7

When I do a System.debug(whatever), SFDC doesn't care whether whatever is a String, a Date, a Datetime, a Boolean, etc... it just makes a string of it and dumps it in the log.

But in the following code:

    private static String transverse  (Case countryCase, String csvFieldName) {
SObject      currentSObject = countryCase;
String       fieldPath      = csvFieldName;

while (fieldPath.contains('.'))
{
    List<String> pathPartList   = fieldPath.split ('[.]', 2);

                 currentSObject = (SObject) currentSObject.getSobject(pathPartList[0]);
                 fieldPath      = pathPartList[1];
}

return (String) currentSObject.get(fieldPath);

SFDC will complain if the value is a Boolean, Date, Datetime, or maybe others(?).

I imagine that with some mapping and other complexity, I could first check the field type for currentSObject.get(fieldPath) and do some transformation/formatting before returning it... but that seems to be over-complicating things.

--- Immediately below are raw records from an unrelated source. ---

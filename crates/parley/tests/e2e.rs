// SPDX-FileCopyrightText: 2026 Parley Contributors
// SPDX-License-Identifier: MIT OR Apache-2.0

//! End-to-end tests across the gateway, the agent and the stores.
//!
//! Each test creates an isolated TestHarness with temp JSON stores and mock
//! adapters, then drives it through the HTTP router. Tests are independent
//! and order-insensitive.

use std::time::Duration;

use axum::body::Body;
use axum::http::{Request, StatusCode};
use parley_core::{ChatMode, ViewerEvent};
use parley_gateway::{router, GatewayState};
use parley_storage::{ModeRegistry, TranscriptStore};
use parley_test_utils::TestHarness;
use serde_json::{json, Value};
use tower::ServiceExt;

const TOKEN: &str = "e2e-token";
const PEER: &str = "919812345678";
const PEER_JID: &str = "919812345678@c.us";

fn request(method: &str, uri: &str, body: Value) -> Request<Body> {
    Request::builder()
        .method(method)
        .uri(uri)
        .header("authorization", format!("Bearer {TOKEN}"))
        .header("content-type", "application/json")
        .body(Body::from(body.to_string()))
        .unwrap()
}

fn inbound(id: &str, body: &str, t: i64) -> Value {
    json!({
        "id": id, "from": PEER_JID, "to": "910000000000@c.us",
        "t": t, "fromMe": false, "type": "chat", "body": body
    })
}

async fn wait_for<F, Fut>(what: &str, mut check: F)
where
    F: FnMut() -> Fut,
    Fut: std::future::Future<Output = bool>,
{
    let deadline = tokio::time::Instant::now() + Duration::from_secs(2);
    while !check().await {
        assert!(tokio::time::Instant::now() < deadline, "timed out waiting for {what}");
        tokio::time::sleep(Duration::from_millis(10)).await;
    }
}

// ---- Autonomous conversation over the webhook ----

#[tokio::test]
async fn autonomous_reply_round_trip() {
    let h = TestHarness::builder()
        .with_mock_responses(vec!["Will call you back".to_string()])
        .with_config(|c| c.assistant.identity_line = String::new())
        .build()
        .await
        .unwrap();
    let app = router(GatewayState::new(h.agent.clone(), Some(TOKEN.into())));
    let mut viewer = h.agent.fanout().subscribe();

    let mode = app
        .clone()
        .oneshot(request(
            "PUT",
            &format!("/v1/conversations/{PEER}/mode"),
            json!({ "mode": "autonomous" }),
        ))
        .await
        .unwrap();
    assert_eq!(mode.status(), StatusCode::OK);

    let accepted = app
        .oneshot(request(
            "POST",
            "/v1/provider/events",
            inbound("IN1", "are you free?", h.unix_now()),
        ))
        .await
        .unwrap();
    assert_eq!(accepted.status(), StatusCode::ACCEPTED);

    wait_for("the autonomous reply", || async {
        h.messages(PEER).await.len() == 2
    })
    .await;

    let sent = h.messenger.sent_texts().await;
    assert_eq!(sent.len(), 1);
    assert!(sent[0].starts_with("Good morning!"));
    assert!(sent[0].ends_with("Will call you back"));

    // Viewers see the inbound message before the reply.
    let mut contents = Vec::new();
    for _ in 0..2 {
        if let ViewerEvent::Message(event) = viewer.recv().await.unwrap() {
            contents.push(event.content);
        }
    }
    assert_eq!(contents[0], "are you free?");
    assert_eq!(contents[1], sent[0]);
}

// ---- Duplicate webhook deliveries ----

#[tokio::test]
async fn duplicate_webhook_deliveries_store_once() {
    let h = TestHarness::builder().build().await.unwrap();
    let app = router(GatewayState::new(h.agent.clone(), Some(TOKEN.into())));
    let event = inbound("IN1", "hello", h.unix_now());

    let response = app
        .oneshot(request("POST", "/v1/provider/events", json!([event.clone(), event])))
        .await
        .unwrap();
    assert_eq!(response.status(), StatusCode::ACCEPTED);

    wait_for("the stored message", || async { !h.messages(PEER).await.is_empty() }).await;
    tokio::time::sleep(Duration::from_millis(50)).await;
    assert_eq!(h.messages(PEER).await.len(), 1);
}

// ---- Assisted send through the REST API ----

#[tokio::test]
async fn assisted_send_stores_original_and_rewrite() {
    let h = TestHarness::builder()
        .with_mock_responses(vec!["I will reach by 5 pm.".to_string()])
        .build()
        .await
        .unwrap();
    h.set_mode(PEER, ChatMode::Assisted).await;
    let app = router(GatewayState::new(h.agent.clone(), Some(TOKEN.into())));

    let response = app
        .oneshot(request(
            "POST",
            &format!("/v1/conversations/{PEER}/messages"),
            json!({ "text": "will reach by 5" }),
        ))
        .await
        .unwrap();
    assert_eq!(response.status(), StatusCode::OK);

    assert_eq!(h.messenger.sent_texts().await, vec!["I will reach by 5 pm."]);
    let transcript = h.messages(PEER).await;
    assert_eq!(transcript.len(), 2);
    assert!(transcript[0].is_assisted_original);
    assert!(transcript[1].is_assisted_rewrite);
}

// ---- State survives a restart ----

#[tokio::test]
async fn modes_and_transcript_survive_reopen() {
    let h = TestHarness::builder().build().await.unwrap();
    h.set_mode(PEER, ChatMode::Autonomous).await;
    h.send(PEER, "see you").await.unwrap();

    let store = TranscriptStore::open(h.config.storage.transcript_path()).await;
    let modes = ModeRegistry::open(h.config.storage.modes_path()).await;

    let transcript = store.messages(PEER).await;
    assert_eq!(transcript.len(), 1);
    assert_eq!(transcript[0].content, "see you");
    assert_eq!(modes.mode(PEER).await, ChatMode::Autonomous);
}

// ---- Configuration from a file ----

#[test]
fn config_file_overrides_defaults() {
    let dir = tempfile::tempdir().unwrap();
    let path = dir.path().join("parley.toml");
    std::fs::write(
        &path,
        "[gateway]\nport = 9911\nbearer_token = \"file-token\"\n\n[sync]\nenabled = false\n",
    )
    .unwrap();

    let config = parley_config::load_and_validate_path(&path).unwrap();
    assert_eq!(config.gateway.port, 9911);
    assert_eq!(config.gateway.bearer_token.as_deref(), Some("file-token"));
    assert!(!config.sync.enabled);
}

Is there any way to just dumping the value as if I were doing a System.debug()?

3 Answers 3

14

The String class has several static utility methods to transform a value into its string representation, like this:

String.valueOf(variableName);

That should solve your problem.

2

Just putting all of it together:

public static String toString(Object input) {
    if (input instanceof Date) {
        return ((Date) input).format();
    } else if (input instanceof Datetime) {
        return ((Datetime) input).format();
    } else if (input instanceof Decimal) {
        return ((Decimal) input).toPlainString();
    } else {
        return String.valueOf(input);
    }
}
1

Note: I found that with String.valueOf it would return scientific notation for a large decimal value... which I didn't like (caused issues for me) -- so I implemented the following code:

public static String getStringValue (Object theObj) {
    String strValue = String.valueOf( theObj );
    if ( theObj instanceof Decimal ) strValue = ((Decimal)theObj).toPlainString(); // Prevent scientific notation
    return strValue;
}

Thought I would share in case this helps someone else in the future.